学校水泳の最大の特色は、「全人的な教育」ができるという点にあります。
クラブ活動において水泳指導をするのと同時に、授業では学習指導、寮生活では生活指導を行っています。
現在は引っ越しましたが、私は就職以来18年間にわたって生徒と共に寮生活を送ってきました。
寮生活をしている時は、学校への登校→朝練習→授業→午後練習→下校→夕食という一日のほぼすべての時間を生徒と共に過ごすという毎日を送っていました。
時には風呂も一緒になることがあります。
クラス担任をしているときは、さらに多くの時間を一緒に過ごすことになります。
授業ではクラブ活動では教えることができない内容を取り扱います。
私は公民科の教員として、現代社会や政治・経済、倫理といった科目を担当しています。
選択科目によっては大学の入学試験科目となりますので、大学入試対策の授業を受け持つことにもなります。

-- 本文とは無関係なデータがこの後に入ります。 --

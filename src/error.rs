//! Error taxonomy for the collection store and the archive subsystem.
//!
//! Validation errors reject a single write and name the violated rule;
//! integrity errors abort an export/import before any live state is touched
//! and name the offending record or file. I/O and codec failures pass
//! through so the caller can retry the whole operation.

use std::path::PathBuf;

use crate::db::records::TreeStatus;

pub type Result<T, E = Error> = std::result::Result<T, E>;

#[derive(Debug, thiserror::Error)]
pub enum Error {
    // Validation: rejected writes, nothing partial persisted.
    #[error("tree number {0} is already assigned")]
    DuplicateTreeNumber(i64),

    #[error("species \"{name}\" is still referenced by tree #{tree_number} \"{tree_name}\"")]
    SpeciesInUse {
        name: String,
        tree_number: i64,
        tree_name: String,
    },

    #[error("tree {0} not found")]
    TreeNotFound(i64),

    #[error("species {0} not found")]
    SpeciesNotFound(i64),

    #[error("photo {0} not found")]
    PhotoNotFound(i64),

    #[error("reminder {0} not found")]
    ReminderNotFound(i64),

    #[error("photo {photo_id} belongs to tree {actual}, not tree {expected}")]
    PhotoTreeMismatch {
        photo_id: i64,
        expected: i64,
        actual: i64,
    },

    #[error("linked {kind} {id} belongs to a different tree")]
    CrossTreeLink { kind: &'static str, id: i64 },

    #[error("tree #{tree_number} cannot move from {from} to {to}")]
    InvalidTransition {
        tree_number: i64,
        from: TreeStatus,
        to: TreeStatus,
    },

    // Integrity: export/import aborted before touching live state.
    #[error("image file missing for photo {photo_id}: {}", path.display())]
    MissingPhotoFile { photo_id: i64, path: PathBuf },

    #[error("archive entry missing for photo {photo_id}: {name}")]
    MissingArchiveEntry { photo_id: i64, name: String },

    #[error(
        "checksum mismatch for photo {photo_id} ({name}): manifest {expected}, archive {actual}"
    )]
    ChecksumMismatch {
        photo_id: i64,
        name: String,
        expected: String,
        actual: String,
    },

    #[error("row count mismatch for {entity}: manifest declares {declared}, archive holds {actual}")]
    RowCountMismatch {
        entity: &'static str,
        declared: usize,
        actual: usize,
    },

    #[error("unsupported archive schema \"{0}\"")]
    UnsupportedSchema(String),

    #[error("merge import is not implemented; use replace mode")]
    MergeUnsupported,

    // Transport: fatal for the current operation, never retried internally.
    #[error("database error: {0}")]
    Db(#[from] rusqlite::Error),

    #[error("I/O error: {0}")]
    Io(#[from] std::io::Error),

    #[error("archive error: {0}")]
    Zip(#[from] zip::result::ZipError),

    #[error("serialization error: {0}")]
    Json(#[from] serde_json::Error),
}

授業や寮生活では普段のクラブ活動では見ることができないような生徒の様子や考え方を知ることができます。
このような生活は親子の関係で考えると、母親と乳幼児期の子供に近いぐらいの濃密な時間を共に過ごしていることになります。
それだけの時間を一緒に過ごせば、自分の考え方が自然と生徒に伝わっていることでしょう。
共に過ごす時間が長いといっても、決してなれなれしいような関係ではありません。
あくまでも教員と生徒という立場が崩れるようなことはありません。
そうはいっても、一日中緊張しながら教員という立場で何かを教え続けるというわけでもありません。
共に過ごす時間が非常に長いということが大切であって、そこから多くのことが自然と伝わることになります。
時には難しい関係になることもありますが、それもお互いの人間関係の学びにつながっています。
人間というものは誰でもそうだと思いますが、その場面によって見せる顔が違うものです。
同じ子供であっても、家での姿、学校での姿、クラブ活動の姿はそれぞれ異なるものです。
「学校水泳」では、その変化をいち早く感じとることができます。
クラスではおとなしくしている生徒でも、クラブ活動では生き生きとしている姿を見ることもできます。
逆にクラブ活動で一生懸命になっていても学習成績が下がっている場合、気持ちの持ち方に何か問題があると考えています。
基本的に水泳の記録が向上しているときは、学習成績も向上しているものです。
何か問題があるときは挨拶の仕方や顔の表情にもあらわれます。
基本的な日常生活の習慣がしっかりしてこそ、水泳や学習の成果につなげることができます。
このように「学校水泳」では、水泳・学習・生活というあらゆる側面をみながら指導にあたることができるという特色があります。
それだけ重い責任を担っているということもありますが、これこそが教育の理想形であるともいえます。
人間関係の深いつながりは、水泳に対する取り組み方や仲間との関係、高校卒業後にもつながっていくことになります。